Covalently closed circular duplex DNA of Epstein-Barr virus in a human lymphoid cell line

Abstract

A non-integrated form of Epstein-Barr virus DNA was purified from the Burkitt lymphoma-derived human lymphoid cell line Raji by CsCl density gradient centrifugation and neutral glycerol gradient centrifugation. This intracellular form of the virus DNA sediments at a rate typical of a covalently closed circular DNA molecule of the size of the virus genome in both neutral and alkaline solution. Treatment with low doses of X-rays leads to a discontinuous conversion of the molecules to a form with the sedimentation properties of open circular DNA (a circular duplex molecule containing one or more single-strand breaks). The direct observation of large circular DNA molecules by electron microscopy further confirms the covalently closed circular duplex structure of part of the intracellular viral DNA. Such circular molecules were not detected in corresponding DNA fractions from Epstein-Barr virus-negative human lymphoid cell lines.
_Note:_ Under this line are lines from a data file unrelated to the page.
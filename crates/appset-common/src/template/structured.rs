//! Structured-dialect template engine
//!
//! The structured dialect is a mustache-like expression language with
//! dotted attribute access (`{{ .a.b.c }}`), conditionals
//! (`if` / `else if` / `else` / `end`), ranges, and prefix helper
//! functions (`ternary`, `index`, `default`, comparisons, boolean logic).
//!
//! It is implemented on minijinja behind a translation pass: each
//! `{{ ... }}` expression is rewritten into minijinja syntax
//! (`{% if %}`, `{% for %}`, function-call form) and rendered with the
//! helper functions registered on the environment. A parse error or an
//! unknown helper is a render error; undefined values render empty and are
//! falsy in conditionals.

use minijinja::value::{Rest, Value as TValue};
use minijinja::{Environment, ErrorKind, UndefinedBehavior};
use once_cell::sync::Lazy;
use regex::Regex;

use crate::crd::ParamMap;
use crate::error::Error;

use super::flat::replace_legacy_flat;

/// One `{{ ... }}` expression, with optional trim markers
static EXPR_RE: Lazy<Regex> =
    Lazy::new(|| Regex::new(r"\{\{-?\s*(.*?)\s*-?\}\}").expect("expression regex is valid"));

/// Structured-dialect engine
pub struct StructuredEngine {
    env: Environment<'static>,
}

impl Default for StructuredEngine {
    fn default() -> Self {
        Self::new()
    }
}

impl StructuredEngine {
    /// Create an engine with the helper functions registered.
    pub fn new() -> Self {
        let mut env = Environment::new();
        // Undefined values render empty and chain through attribute access,
        // so `{{ if .hpa.enabled }}` is simply false when `hpa` is absent.
        env.set_undefined_behavior(UndefinedBehavior::Chainable);

        env.add_function("ternary", fn_ternary);
        env.add_function("index", fn_index);
        env.add_function("default", fn_default);
        env.add_function("len", fn_len);
        env.add_function("eq", fn_eq);
        env.add_function("ne", fn_ne);
        env.add_function("lt", fn_lt);
        env.add_function("le", fn_le);
        env.add_function("gt", fn_gt);
        env.add_function("ge", fn_ge);
        env.add_function("and", fn_and);
        env.add_function("or", fn_or);
        env.add_function("not", fn_not);
        env.add_function("print", fn_print);

        Self { env }
    }

    /// Render `template` with `params`, applying the legacy rewrite first
    /// when the input carries no structured construct.
    pub fn render(&self, template: &str, params: &ParamMap) -> Result<String, Error> {
        let upgraded = replace_legacy_flat(template);
        let translated = translate(&upgraded)?;
        self.env
            .render_str(&translated, TValue::from_serialize(params))
            .map_err(|e| match e.kind() {
                ErrorKind::SyntaxError => Error::template_parse(e.to_string()),
                _ => Error::template_execute(e.to_string()),
            })
    }
}

#[derive(Debug, PartialEq, Eq)]
enum BlockKind {
    If,
    For,
}

struct Scope {
    kind: BlockKind,
    /// Loop variable that `.`-relative paths resolve against
    dot: Option<String>,
    /// Declared index variable, mapped to minijinja's `loop.index0`
    index_alias: Option<String>,
}

/// Rewrite the whole template from the structured dialect into minijinja
/// syntax. Block balance is checked here so unterminated or stray blocks
/// surface as parse errors with positions the user can act on.
fn translate(input: &str) -> Result<String, Error> {
    let mut out = String::with_capacity(input.len());
    let mut scopes: Vec<Scope> = Vec::new();
    let mut loop_counter = 0usize;
    let mut last = 0usize;

    for caps in EXPR_RE.captures_iter(input) {
        let whole = caps.get(0).expect("match always has group 0");
        out.push_str(&input[last..whole.start()]);
        last = whole.end();

        // Templates usually arrive JSON-serialised, so string literals in
        // expressions carry escaped quotes
        let expr = caps.get(1).expect("expression group").as_str().replace("\\\"", "\"");
        let expr = expr.as_str();
        if expr == "end" {
            let scope = scopes
                .pop()
                .ok_or_else(|| Error::template_parse("unexpected {{ end }}"))?;
            out.push_str(match scope.kind {
                BlockKind::If => "{% endif %}",
                BlockKind::For => "{% endfor %}",
            });
        } else if expr == "else" {
            if !scopes.iter().rev().any(|s| s.kind == BlockKind::If) {
                return Err(Error::template_parse("{{ else }} outside of if block"));
            }
            out.push_str("{% else %}");
        } else if let Some(rest) = expr.strip_prefix("else if ") {
            let condition = translate_expression(rest, &scopes)?;
            out.push_str(&format!("{{% elif {condition} %}}"));
        } else if let Some(rest) = expr.strip_prefix("if ") {
            let condition = translate_expression(rest, &scopes)?;
            out.push_str(&format!("{{% if {condition} %}}"));
            scopes.push(Scope {
                kind: BlockKind::If,
                dot: None,
                index_alias: None,
            });
        } else if let Some(rest) = expr.strip_prefix("range ") {
            let (header, scope) = translate_range(rest, &scopes, &mut loop_counter)?;
            out.push_str(&header);
            scopes.push(scope);
        } else {
            let value = translate_expression(expr, &scopes)?;
            out.push_str(&format!("{{{{ {value} }}}}"));
        }
    }
    out.push_str(&input[last..]);

    if !scopes.is_empty() {
        return Err(Error::template_parse("unterminated block, missing {{ end }}"));
    }
    Ok(out)
}

/// Translate a `range` clause. Supported forms:
///
/// - `range .items` - `.`-relative paths in the body refer to the element
/// - `range $e := .items`
/// - `range $i, $e := .items`
fn translate_range(
    clause: &str,
    scopes: &[Scope],
    loop_counter: &mut usize,
) -> Result<(String, Scope), Error> {
    if let Some((vars, expr)) = clause.split_once(":=") {
        let names: Vec<&str> = vars.split(',').map(str::trim).collect();
        let source = translate_expression(expr.trim(), scopes)?;
        match names.as_slice() {
            [element] => {
                let element = strip_variable(element)?;
                Ok((
                    format!("{{% for {element} in {source} %}}"),
                    Scope {
                        kind: BlockKind::For,
                        // range rebinds `.` to the element even when a
                        // variable is declared
                        dot: Some(element),
                        index_alias: None,
                    },
                ))
            }
            [index, element] => {
                let index = strip_variable(index)?;
                let element = strip_variable(element)?;
                Ok((
                    format!("{{% for {element} in {source} %}}"),
                    Scope {
                        kind: BlockKind::For,
                        dot: Some(element),
                        index_alias: Some(index),
                    },
                ))
            }
            _ => Err(Error::template_parse(format!(
                "range declares too many variables: {clause}"
            ))),
        }
    } else {
        let source = translate_expression(clause.trim(), scopes)?;
        *loop_counter += 1;
        let element = format!("_dot{loop_counter}");
        Ok((
            format!("{{% for {element} in {source} %}}"),
            Scope {
                kind: BlockKind::For,
                dot: Some(element),
                index_alias: None,
            },
        ))
    }
}

fn strip_variable(name: &str) -> Result<String, Error> {
    name.strip_prefix('$')
        .filter(|rest| !rest.is_empty() && rest.chars().all(|c| c.is_ascii_alphanumeric() || c == '_'))
        .map(str::to_string)
        .ok_or_else(|| Error::template_parse(format!("invalid range variable: {name}")))
}

/// Translate one expression: either a single operand or a prefix helper
/// call (`ternary "a" "b" .cond` becomes `ternary("a", "b", cond)`).
fn translate_expression(expr: &str, scopes: &[Scope]) -> Result<String, Error> {
    let tokens = tokenize(expr)?;
    match tokens.as_slice() {
        [] => Err(Error::template_parse("empty expression")),
        [single] => translate_operand(single, scopes),
        [head, args @ ..] if is_bare_identifier(head) => {
            let translated: Vec<String> = args
                .iter()
                .map(|a| translate_operand(a, scopes))
                .collect::<Result<_, _>>()?;
            Ok(format!("{head}({})", translated.join(", ")))
        }
        _ => Err(Error::template_parse(format!(
            "cannot parse expression: {expr}"
        ))),
    }
}

/// Split an expression into tokens on whitespace, honouring quoted strings
/// and parenthesised groups.
fn tokenize(expr: &str) -> Result<Vec<String>, Error> {
    let mut tokens = Vec::new();
    let mut current = String::new();
    let mut depth = 0usize;
    let mut in_string = false;

    for c in expr.chars() {
        match c {
            '"' => {
                in_string = !in_string;
                current.push(c);
            }
            '(' if !in_string => {
                depth += 1;
                current.push(c);
            }
            ')' if !in_string => {
                depth = depth
                    .checked_sub(1)
                    .ok_or_else(|| Error::template_parse("unbalanced parentheses"))?;
                current.push(c);
            }
            c if c.is_whitespace() && !in_string && depth == 0 => {
                if !current.is_empty() {
                    tokens.push(std::mem::take(&mut current));
                }
            }
            c => current.push(c),
        }
    }
    if in_string {
        return Err(Error::template_parse("unterminated string literal"));
    }
    if depth != 0 {
        return Err(Error::template_parse("unbalanced parentheses"));
    }
    if !current.is_empty() {
        tokens.push(current);
    }
    Ok(tokens)
}

fn is_bare_identifier(token: &str) -> bool {
    !token.is_empty()
        && !token.starts_with(|c: char| c.is_ascii_digit())
        && token.chars().all(|c| c.is_ascii_alphanumeric() || c == '_')
        && token != "true"
        && token != "false"
}

/// Translate one operand of an expression.
fn translate_operand(token: &str, scopes: &[Scope]) -> Result<String, Error> {
    let dot = scopes.iter().rev().find_map(|s| s.dot.as_deref());

    if token.starts_with('"') {
        return Ok(token.to_string());
    }
    if let Some(inner) = token.strip_prefix('(').and_then(|t| t.strip_suffix(')')) {
        return Ok(format!("({})", translate_expression(inner, scopes)?));
    }
    if token == "." {
        return dot.map(str::to_string).ok_or_else(|| {
            Error::template_parse("bare '.' is only meaningful inside a range body")
        });
    }
    if let Some(path) = token.strip_prefix("$.") {
        // `$.` escapes back to the root context inside a range body
        return Ok(path.to_string());
    }
    if let Some(name) = token.strip_prefix('$') {
        for scope in scopes.iter().rev() {
            if scope.index_alias.as_deref() == Some(name) {
                return Ok("loop.index0".to_string());
            }
        }
        return Ok(name.to_string());
    }
    if let Some(path) = token.strip_prefix('.') {
        return Ok(match dot {
            Some(d) => format!("{d}.{path}"),
            None => path.to_string(),
        });
    }
    // Numbers, booleans, and bare names pass through
    Ok(token.to_string())
}

// ---------------------------------------------------------------------------
// Helper functions registered on the environment
// ---------------------------------------------------------------------------

fn fn_ternary(true_value: TValue, false_value: TValue, condition: TValue) -> TValue {
    if condition.is_true() {
        true_value
    } else {
        false_value
    }
}

fn fn_index(base: TValue, keys: Rest<TValue>) -> Result<TValue, minijinja::Error> {
    let mut current = base;
    for key in keys.0 {
        current = current.get_item(&key)?;
    }
    Ok(current)
}

fn fn_default(default: TValue, value: Option<TValue>) -> TValue {
    match value {
        Some(v) if !v.is_undefined() && !v.is_none() && v.is_true() => v,
        _ => default,
    }
}

fn fn_len(value: TValue) -> usize {
    value.len().unwrap_or(0)
}

fn fn_eq(a: TValue, b: TValue) -> bool {
    a == b
}

fn fn_ne(a: TValue, b: TValue) -> bool {
    a != b
}

fn compare(a: &TValue, b: &TValue) -> Option<std::cmp::Ordering> {
    let a = serde_json::to_value(a).ok()?;
    let b = serde_json::to_value(b).ok()?;
    match (&a, &b) {
        (serde_json::Value::Number(x), serde_json::Value::Number(y)) => {
            x.as_f64().partial_cmp(&y.as_f64())
        }
        (serde_json::Value::String(x), serde_json::Value::String(y)) => Some(x.cmp(y)),
        _ => None,
    }
}

fn fn_lt(a: TValue, b: TValue) -> bool {
    matches!(compare(&a, &b), Some(std::cmp::Ordering::Less))
}

fn fn_le(a: TValue, b: TValue) -> bool {
    matches!(
        compare(&a, &b),
        Some(std::cmp::Ordering::Less | std::cmp::Ordering::Equal)
    )
}

fn fn_gt(a: TValue, b: TValue) -> bool {
    matches!(compare(&a, &b), Some(std::cmp::Ordering::Greater))
}

fn fn_ge(a: TValue, b: TValue) -> bool {
    matches!(
        compare(&a, &b),
        Some(std::cmp::Ordering::Greater | std::cmp::Ordering::Equal)
    )
}

/// Returns the first falsy argument, or the last argument when all are
/// truthy (so `and` can be used for both logic and value selection).
fn fn_and(args: Rest<TValue>) -> TValue {
    let mut last = TValue::from(true);
    for arg in args.0 {
        if !arg.is_true() {
            return arg;
        }
        last = arg;
    }
    last
}

/// Returns the first truthy argument, or the last argument when none are.
fn fn_or(args: Rest<TValue>) -> TValue {
    let mut last = TValue::from(false);
    for arg in args.0 {
        if arg.is_true() {
            return arg;
        }
        last = arg;
    }
    last
}

fn fn_not(value: TValue) -> bool {
    !value.is_true()
}

fn fn_print(args: Rest<TValue>) -> String {
    args.0
        .iter()
        .map(|v| match v.as_str() {
            Some(s) => s.to_string(),
            None => v.to_string(),
        })
        .collect::<Vec<_>>()
        .join("")
}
In ethidium bromide/CsCl density gradient centrifugation experiments, the purified non-integrated virus DNA behaves as twisted, covalently closed DNA circles with the same initial superhelix density as polyoma virus DNA. The latter additional purification technique permits the isolation of intracellular Epstein-Barr virus DNA in > 90% pure form from non-producer cells. The molecular weight of the circular virus DNA from Raji cells, determined by contour length measurements, is the same within experimental error as that of the linear DNA from virus particles.